# TASK ITEM
Output, word for word, every line from the start of the listing down to and including the line that contains "and anti-rollback floor"; include nothing else.

# SOURCE MATERIAL
//! HTTPS transport for OTA firmware images
//!
//! Implements [`ota_core::transport::Transport`] on top of `reqwest` with
//! rustls. Two fetch modes are supported:
//! - a single streaming GET, and
//! - successive `Range` requests of bounded size, with the total length
//!   taken from `Content-Range`. A server that answers `200 OK` to a range
//!   request is streamed in full instead.
//!
//! Plaintext `http://` URLs are refused unless the request explicitly
//! allows them.

#![deny(unsafe_op_in_unsafe_fn, clippy::unwrap_used)]
#![warn(missing_docs, rust_2018_idioms)]

mod error;
mod range;
mod transport;

pub use transport::{HttpStream, HttpTransport};
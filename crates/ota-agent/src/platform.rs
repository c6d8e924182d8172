//! File-backed A/B slot platform.
//!
//! Layout under the data directory:
//!
//! ```text
//! slot_a.bin
//! slot_b.bin
//! otadata.json   { "active": "A", "security_floor": 0 }
//! ```
//!
//! `otadata.json` is the boot pointer. It is replaced with a
//! write-temp-then-rename so a crash leaves either the old or the new
//! pointer, never a mix.

use std::io::ErrorKind as IoErrorKind;
use std::path::{Path, PathBuf};

use async_trait::async_trait;
use ota_core::header::{parse_descriptor, verify_image_digest};
use ota_core::{FirmwareDescriptor, Slot, StorageError, platform::SlotStorage};
use serde::{Deserialize, Serialize};
use tokio::io::AsyncWriteExt;
use tracing::{debug, info, warn};

const OTADATA_FILE: &str = "otadata.json";

/// Boot pointer and anti-rollback floor
#[derive(Debug, Clone, Copy, Default, PartialEq, Eq, Serialize, Deserialize)]
pub struct OtaData {
    /// Slot the device boots from
    pub active: Slot,
    /// Lowest security version the device accepts
    pub security_floor: u32,
}

/// A/B slots stored as files
#[derive(Debug)]
pub struct FileSlotStorage {
    dir: PathBuf,
    capacity: u64,
    otadata: OtaData,
    writer: Option<tokio::fs::File>,
    written: u64,
}

impl FileSlotStorage {
    /// Default slot capacity
    pub const DEFAULT_CAPACITY: u64 = 4 * 1024 * 1024;

    /// Open the slot directory, creating it and a fresh boot pointer if needed
    pub async fn open(dir: impl AsRef<Path>) -> Result<Self, StorageError> {
        let dir = dir.as_ref().to_path_buf();
        tokio::fs::create_dir_all(&dir).await?;

        let otadata_path = dir.join(OTADATA_FILE);
        let otadata = match tokio::fs::read_to_string(&otadata_path).await {
            Ok(content) => serde_json::from_str(&content)?,
            Err(e) if e.kind() == IoErrorKind::NotFound => {
                let otadata = OtaData::default();
                write_otadata(&dir, &otadata).await?;
                otadata
            }
            Err(e) => return Err(e.into()),
        };

        debug!(dir = %dir.display(), active = %otadata.active, "Opened slot storage");
        Ok(Self {
            dir,
            capacity: Self::DEFAULT_CAPACITY,
            otadata,
            writer: None,
            written: 0,
        })
    }

    /// Limit the size of each slot
    pub fn with_capacity(mut self, capacity: u64) -> Self {
        self.capacity = capacity;
        self
    }

    /// Slot the device boots from
    pub fn active_slot(&self) -> Slot {
        self.otadata.active
    }

    /// Current boot pointer
    pub fn otadata(&self) -> OtaData {
        self.otadata
    }

    /// Path of a slot file
    pub fn slot_path(&self, slot: Slot) -> PathBuf {
        self.dir.join(format!("slot_{}.bin", slot.label()))
    }

    /// Write a factory image into the active slot if that slot is empty.
    ///
    /// Returns whether the image was installed.
    pub async fn install_factory_image(&mut self, image: &[u8]) -> Result<bool, StorageError> {
        let path = self.slot_path(self.otadata.active);
        if tokio::fs::try_exists(&path).await? {
            return Ok(false);
        }
        let body = verify_image_digest(image).map_err(|e| StorageError::Rejected(e.to_string()))?;
        let desc = parse_descriptor(body).map_err(|e| StorageError::Rejected(e.to_string()))?;

        tokio::fs::write(&path, image).await?;
        info!(slot = %self.otadata.active, version = desc.version(), "Installed factory image");
        Ok(true)
    }

    async fn validate_inactive(&self) -> Result<FirmwareDescriptor, StorageError> {
        let image = tokio::fs::read(self.slot_path(self.otadata.active.other())).await?;
        let body =
            verify_image_digest(&image).map_err(|e| StorageError::Rejected(e.to_string()))?;
        let desc = parse_descriptor(body).map_err(|e| StorageError::Rejected(e.to_string()))?;

        if desc.security_version() < self.otadata.security_floor {
            return Err(StorageError::Rejected(format!(
                "security version {} below floor {}",
                desc.security_version(),
                self.otadata.security_floor
            )));
        }
        Ok(desc)
    }
}

async fn write_otadata(dir: &Path, otadata: &OtaData) -> Result<(), StorageError> {
    let tmp = dir.join(format!("{OTADATA_FILE}.tmp"));
    let content = serde_json::to_vec_pretty(otadata)?;

    let mut file = tokio::fs::File::create(&tmp).await?;
    file.write_all(&content).await?;
    file.sync_all().await?;
    drop(file);

    tokio::fs::rename(&tmp, dir.join(OTADATA_FILE)).await?;
    Ok(())
}

#[async_trait]
impl SlotStorage for FileSlotStorage {
    async fn running_descriptor(&self) -> Result<FirmwareDescriptor, StorageError> {
        let image = tokio::fs::read(self.slot_path(self.otadata.active)).await?;
        parse_descriptor(&image).map_err(|e| StorageError::Metadata(e.to_string()))
    }

    fn security_version_floor(&self) -> u32 {
        self.otadata.security_floor
    }

    async fn prepare_inactive(&mut self, size_hint: Option<u64>) -> Result<(), StorageError> {
        if let Some(size) = size_hint
            && size > self.capacity
        {
            return Err(StorageError::CapacityExceeded {
                size,
                capacity: self.capacity,
            });
        }

        let slot = self.otadata.active.other();
        self.writer = Some(tokio::fs::File::create(self.slot_path(slot)).await?);
        self.written = 0;
        debug!(%slot, size_hint = ?size_hint, "Erased inactive slot");
        Ok(())
    }

    async fn write_chunk(&mut self, bytes: &[u8]) -> Result<(), StorageError> {
        let total = self
            .written
            .saturating_add(u64::try_from(bytes.len()).unwrap_or(u64::MAX));
        if total > self.capacity {
            return Err(StorageError::CapacityExceeded {
                size: total,
                capacity: self.capacity,
            });
        }

        let writer = self
            .writer
            .as_mut()
            .ok_or_else(|| StorageError::InvalidState("inactive slot not prepared".to_string()))?;
        writer.write_all(bytes).await?;
        self.written = total;
        Ok(())
    }

    async fn validate_and_activate(&mut self) -> Result<(), StorageError> {
        let mut writer = self
            .writer
            .take()
            .ok_or_else(|| StorageError::InvalidState("inactive slot not prepared".to_string()))?;
        writer.flush().await?;
        writer.sync_all().await?;
        drop(writer);

        let desc = self.validate_inactive().await?;

        let next = OtaData {
            active: self.otadata.active.other(),
            security_floor: self.otadata.security_floor.max(desc.security_version()),
        };
        write_otadata(&self.dir, &next).await?;
        self.otadata = next;

        info!(
            slot = %next.active,
            version = desc.version(),
            security_floor = next.security_floor,
            "Activated new firmware slot"
        );
        Ok(())
    }

    async fn discard_inactive(&mut self) -> Result<(), StorageError> {
        self.writer = None;
        self.written = 0;
        let path = self.slot_path(self.otadata.active.other());
        match tokio::fs::remove_file(&path).await {
            Ok(()) => Ok(()),
            Err(e) if e.kind() == IoErrorKind::NotFound => Ok(()),
            Err(e) => {
                warn!(path = %path.display(), error = %e, "Failed to remove inactive slot");
                Err(e.into())
            }
        }
    }
}
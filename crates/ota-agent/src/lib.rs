//! Device-side OTA update agent
//!
//! Runs the update core on a host machine, with slots stored as files:
//! - [`platform`]: file-backed A/B slot storage
//! - [`restart`]: restart requests delivered to the boot loop
//! - [`network`]: update host reachability probe
//! - [`agent`]: the boot loop
//! - [`logging`]: subscriber setup for the binary

#![deny(unsafe_op_in_unsafe_fn, clippy::unwrap_used)]
#![warn(missing_docs, rust_2018_idioms)]

pub mod agent;
pub mod logging;
pub mod network;
pub mod platform;
pub mod restart;

pub use agent::{AgentOptions, AgentSummary, run};
pub use platform::{FileSlotStorage, OtaData};
pub use restart::ChannelRestarter;
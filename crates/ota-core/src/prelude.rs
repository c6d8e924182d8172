//! Convenience re-exports for common OTA types

pub use crate::commit::{CommitManager, CommitState, UpdateOutcome};
pub use crate::config::{ConfigError, OtaConfig};
pub use crate::descriptor::{ContentHash, DescriptorError, FirmwareDescriptor};
pub use crate::error::{ErrorKind, OtaError, StorageError};
pub use crate::header::{
    HeaderError, IMAGE_DIGEST_LEN, IMAGE_HEADER_SIZE, InspectedHeader, append_image_digest,
    encode_header, extract_descriptor, parse_descriptor, verify_image_digest,
};
pub use crate::orchestrator::{CheckStatus, UpdateOrchestrator, UpdateTask};
pub use crate::platform::{Restart, SlotStorage};
pub use crate::policy::{PolicyConfig, PolicyDecision, RejectReason, SkipReason, evaluate};
pub use crate::slot::Slot;
pub use crate::transport::{FetchRequest, ImageStream, Transport};
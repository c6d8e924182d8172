//! Transport abstraction for fetching firmware images

use std::time::Duration;

use async_trait::async_trait;

use crate::error::OtaError;

/// Parameters for opening an image stream
#[derive(Debug, Clone, PartialEq, Eq)]
pub struct FetchRequest {
    /// Image URL
    pub url: String,
    /// Receive timeout applied to connecting and to every read
    pub timeout: Duration,
    /// When set, fetch the image with range requests of at most this many bytes
    pub max_request_size: Option<usize>,
    /// Accept `http://` URLs
    pub allow_plaintext_http: bool,
}

/// A stream of image bytes delivered in chunks
#[async_trait]
pub trait ImageStream: Send {
    /// Image length announced by the server, if any
    fn content_length(&self) -> Option<u64>;

    /// Next chunk of the image, or `None` at end of stream.
    ///
    /// May suspend until data arrives or the receive timeout elapses.
    async fn read_next_chunk(&mut self) -> Result<Option<Vec<u8>>, OtaError>;
}

/// Opens image streams. Implementations must not retry internally.
#[async_trait]
pub trait Transport: Send + Sync {
    /// Stream type produced by [`Transport::open`]
    type Stream: ImageStream;

    /// Connect to `request.url` and return a stream positioned at byte 0
    async fn open(&self, request: &FetchRequest) -> Result<Self::Stream, OtaError>;
}
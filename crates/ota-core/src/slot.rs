//! A/B firmware slot identifiers

use serde::{Deserialize, Serialize};

/// Firmware slot identifier
#[derive(Debug, Clone, Copy, Default, PartialEq, Eq, Hash, Serialize, Deserialize)]
pub enum Slot {
    /// Slot A
    #[default]
    A,
    /// Slot B
    B,
}

impl Slot {
    /// The slot that is not `self`
    pub fn other(self) -> Self {
        match self {
            Slot::A => Slot::B,
            Slot::B => Slot::A,
        }
    }

    /// Lowercase label used in file names and logs
    pub fn label(self) -> &'static str {
        match self {
            Slot::A => "a",
            Slot::B => "b",
        }
    }
}

impl std::fmt::Display for Slot {
    fn fmt(&self, f: &mut std::fmt::Formatter<'_>) -> std::fmt::Result {
        match self {
            Slot::A => write!(f, "A"),
            Slot::B => write!(f, "B"),
        }
    }
}
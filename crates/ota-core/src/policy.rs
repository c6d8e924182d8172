//! Update policy: decide whether a candidate image should be installed

use serde::{Deserialize, Serialize};
use tracing::warn;

use crate::descriptor::FirmwareDescriptor;

/// Which gates the policy evaluator applies
#[derive(Debug, Clone, Copy, PartialEq, Eq, Serialize, Deserialize)]
pub struct PolicyConfig {
    /// Treat a changed version label as a reason to update
    pub enforce_version_check: bool,
    /// Treat a changed content hash as a reason to update
    pub require_hash_change: bool,
    /// Reject candidates whose security version is below the device floor
    pub enforce_rollback_floor: bool,
}

impl Default for PolicyConfig {
    fn default() -> Self {
        Self {
            enforce_version_check: true,
            require_hash_change: true,
            enforce_rollback_floor: false,
        }
    }
}

/// Why an update was skipped
#[derive(Debug, Clone, Copy, PartialEq, Eq, Hash, Serialize, Deserialize)]
pub enum SkipReason {
    /// The candidate matches the running firmware
    AlreadyUpToDate,
}

impl std::fmt::Display for SkipReason {
    fn fmt(&self, f: &mut std::fmt::Formatter<'_>) -> std::fmt::Result {
        match self {
            SkipReason::AlreadyUpToDate => write!(f, "already up to date"),
        }
    }
}

/// Why a candidate was refused outright
#[derive(Debug, Clone, Copy, PartialEq, Eq, Hash, Serialize, Deserialize)]
pub enum RejectReason {
    /// Candidate security version is below the floor
    SecurityVersionTooLow {
        /// Candidate security version
        candidate: u32,
        /// Device floor
        floor: u32,
    },
}

/// Result of policy evaluation
#[derive(Debug, Clone, Copy, PartialEq, Eq)]
pub enum PolicyDecision {
    /// Install the candidate
    Proceed,
    /// Leave the running firmware in place
    Skip(SkipReason),
    /// Refuse the candidate
    Reject(RejectReason),
}

/// Evaluate `candidate` against the running firmware and the security floor.
///
/// Gates apply in order: rollback floor, then identity. An unreadable
/// running descriptor (`None`) counts as changed on every axis, so the
/// evaluator proceeds once the floor gate has passed.
pub fn evaluate(
    running: Option<&FirmwareDescriptor>,
    candidate: &FirmwareDescriptor,
    floor: u32,
    config: &PolicyConfig,
) -> PolicyDecision {
    if config.enforce_rollback_floor && candidate.security_version() < floor {
        return PolicyDecision::Reject(RejectReason::SecurityVersionTooLow {
            candidate: candidate.security_version(),
            floor,
        });
    }

    let Some(running) = running else {
        warn!(
            candidate = candidate.version(),
            "Running firmware descriptor unavailable; treating candidate as new"
        );
        return PolicyDecision::Proceed;
    };

    let hash_changed =
        config.require_hash_change && candidate.content_hash() != running.content_hash();

    let changed = if config.enforce_version_check {
        let version_changed = candidate.version() != running.version();
        version_changed || hash_changed
    } else {
        hash_changed
    };

    if changed {
        PolicyDecision::Proceed
    } else {
        PolicyDecision::Skip(SkipReason::AlreadyUpToDate)
    }
}
//! Image packer: wraps a raw payload into a bootable application image

use ota_core::descriptor::{ContentHash, DescriptorError, FirmwareDescriptor};
use ota_core::header::{IMAGE_DIGEST_LEN, IMAGE_HEADER_SIZE, append_image_digest, encode_header};
use thiserror::Error;

/// Packer errors
#[derive(Error, Debug)]
pub enum PackError {
    /// Version or other descriptor field rejected
    #[error("invalid image descriptor: {0}")]
    Descriptor(#[from] DescriptorError),

    /// Empty payload
    #[error("payload is empty")]
    EmptyPayload,
}

/// Identity written into the packed header
#[derive(Debug, Clone)]
pub struct PackOptions {
    /// Version label
    pub version: String,
    /// Project name
    pub project_name: String,
    /// Anti-rollback security version
    pub security_version: u32,
}

/// A packed image and the descriptor its header carries
#[derive(Debug, Clone)]
pub struct PackedImage {
    /// Header, payload and trailing SHA-256
    pub bytes: Vec<u8>,
    /// Descriptor written into the header
    pub descriptor: FirmwareDescriptor,
}

/// Pack `payload` as `header || payload || sha256(header || payload)`.
///
/// The content hash in the header is the SHA-256 of the payload.
pub fn pack_image(payload: &[u8], options: &PackOptions) -> Result<PackedImage, PackError> {
    if payload.is_empty() {
        return Err(PackError::EmptyPayload);
    }
    let descriptor = FirmwareDescriptor::new(
        options.version.clone(),
        ContentHash::of(payload),
        options.security_version,
    )?;

    let mut bytes = Vec::with_capacity(
        IMAGE_HEADER_SIZE
            .saturating_add(payload.len())
            .saturating_add(IMAGE_DIGEST_LEN),
    );
    bytes.extend_from_slice(&encode_header(&descriptor, &options.project_name));
    bytes.extend_from_slice(payload);
    append_image_digest(&mut bytes);

    Ok(PackedImage { bytes, descriptor })
}
//! Over-the-air firmware update core
//!
//! This crate contains the device-side update logic that takes a remote,
//! possibly corrupt firmware image and turns it into a verified, bootable
//! slot without ever leaving the device unable to boot:
//! - Header inspection before any body byte is trusted
//! - Version, content-hash and anti-rollback policy gates
//! - A/B slot writes with abort at every stage
//! - A bounded-wait orchestrator that runs each attempt as its own task
//!
//! # Architecture
//!
//! - [`transport`]: the image fetching seam ([`transport::Transport`])
//! - [`header`]: application image header parsing and encoding
//! - [`descriptor`]: firmware identity
//! - [`policy`]: proceed / skip / reject decisions
//! - [`platform`]: slot storage and restart seams
//! - [`commit`]: the staged-write state machine
//! - [`orchestrator`]: task spawning, completion signalling and restart
//! - [`config`]: runtime configuration
//! - [`error`]: error types
//!
//! # Safety
//!
//! Destructive storage operations only target the inactive slot. The active
//! slot changes once, inside [`platform::SlotStorage::validate_and_activate`],
//! after the full image has been received and validated.
//!
//! # Example
//!
//! ```ignore
//! use ota_core::prelude::*;
//!
//! # async fn example(transport: impl Transport + 'static, storage: impl SlotStorage + 'static, restarter: impl Restart + 'static) -> anyhow::Result<()> {
//! let config = OtaConfig::load_from_path("ota.json").await?;
//! let orchestrator = UpdateOrchestrator::new(config, transport, storage, restarter);
//!
//! match orchestrator.check_for_update().await {
//!     CheckStatus::Completed(UpdateOutcome::Succeeded) => println!("Restart pending"),
//!     status => println!("No update applied: {status:?}"),
//! }
//! # Ok(())
//! # }
//! ```

#![deny(unsafe_op_in_unsafe_fn, clippy::unwrap_used)]
#![warn(missing_docs, rust_2018_idioms)]
#![cfg_attr(docsrs, feature(doc_cfg))]

pub mod commit;
pub mod config;
pub mod descriptor;
pub mod error;
pub mod header;
pub mod orchestrator;
pub mod platform;
pub mod policy;
pub mod prelude;
pub mod slot;
pub mod transport;

pub use commit::{CommitManager, CommitState, UpdateOutcome};
pub use config::OtaConfig;
pub use descriptor::{ContentHash, FirmwareDescriptor};
pub use error::{ErrorKind, OtaError, StorageError};
pub use orchestrator::{CheckStatus, UpdateOrchestrator};
pub use slot::Slot;
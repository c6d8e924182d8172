//! Mapping of HTTP client failures onto OTA error kinds

use std::error::Error as StdError;

use ota_core::OtaError;

/// Whether any error in the source chain looks like a TLS failure.
///
/// rustls surfaces handshake and certificate problems as `InvalidData`
/// I/O errors once wrapped by the connector.
fn is_tls_error(err: &(dyn StdError + 'static)) -> bool {
    let mut current = Some(err);
    while let Some(e) = current {
        if let Some(io) = e.downcast_ref::<std::io::Error>()
            && io.kind() == std::io::ErrorKind::InvalidData
        {
            return true;
        }
        let message = e.to_string().to_ascii_lowercase();
        if ["certificate", "tls", "handshake"]
            .iter()
            .any(|needle| message.contains(needle))
        {
            return true;
        }
        current = e.source();
    }
    false
}

/// Classify a failure to obtain a response
pub(crate) fn request_error(err: &reqwest::Error, url: &str) -> OtaError {
    if err.is_timeout() {
        OtaError::TransportTimeout(format!("{url}: {err}"))
    } else if is_tls_error(err) {
        OtaError::TlsFailure(format!("{url}: {err}"))
    } else {
        OtaError::TransportUnreachable(format!("{url}: {err}"))
    }
}

/// Classify a failure while reading a response body
pub(crate) fn body_error(err: &reqwest::Error) -> OtaError {
    if err.is_timeout() {
        OtaError::TransportTimeout(err.to_string())
    } else {
        OtaError::TransportIo(err.to_string())
    }
}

# ANSWER TO THE PROBLEM
//! HTTPS transport for OTA firmware images
//!
//! Implements [`ota_core::transport::Transport`] on top of `reqwest` with
//! rustls. Two fetch modes are supported:
//! - a single streaming GET, and
//! - successive `Range` requests of bounded size, with the total length
//!   taken from `Content-Range`. A server that answers `200 OK` to a range
//!   request is streamed in full instead.
//!
//! Plaintext `http://` URLs are refused unless the request explicitly
//! allows them.

#![deny(unsafe_op_in_unsafe_fn, clippy::unwrap_used)]
#![warn(missing_docs, rust_2018_idioms)]

mod error;
mod range;
mod transport;

pub use transport::{HttpStream, HttpTransport};
filename crates/ota-agent/src/platform.rs
repository c6d8e924182d8172
//! File-backed A/B slot platform.
//!
//! Layout under the data directory:
//!
//! ```text
//! slot_a.bin
//! slot_b.bin
//! otadata.json   { "active": "A", "security_floor": 0 }
//! ```
//!
//! `otadata.json` is the boot pointer. It is replaced with a
//! write-temp-then-rename so a crash leaves either the old or the new
//! pointer, never a mix.

use std::io::ErrorKind as IoErrorKind;
use std::path::{Path, PathBuf};

use async_trait::async_trait;
use ota_core::header::{parse_descriptor, verify_image_digest};
use ota_core::{FirmwareDescriptor, Slot, StorageError, platform::SlotStorage};
use serde::{Deserialize, Serialize};
use tokio::io::AsyncWriteExt;
use tracing::{debug, info, warn};

const OTADATA_FILE: &str = "otadata.json";

/// Boot pointer and anti-rollback floor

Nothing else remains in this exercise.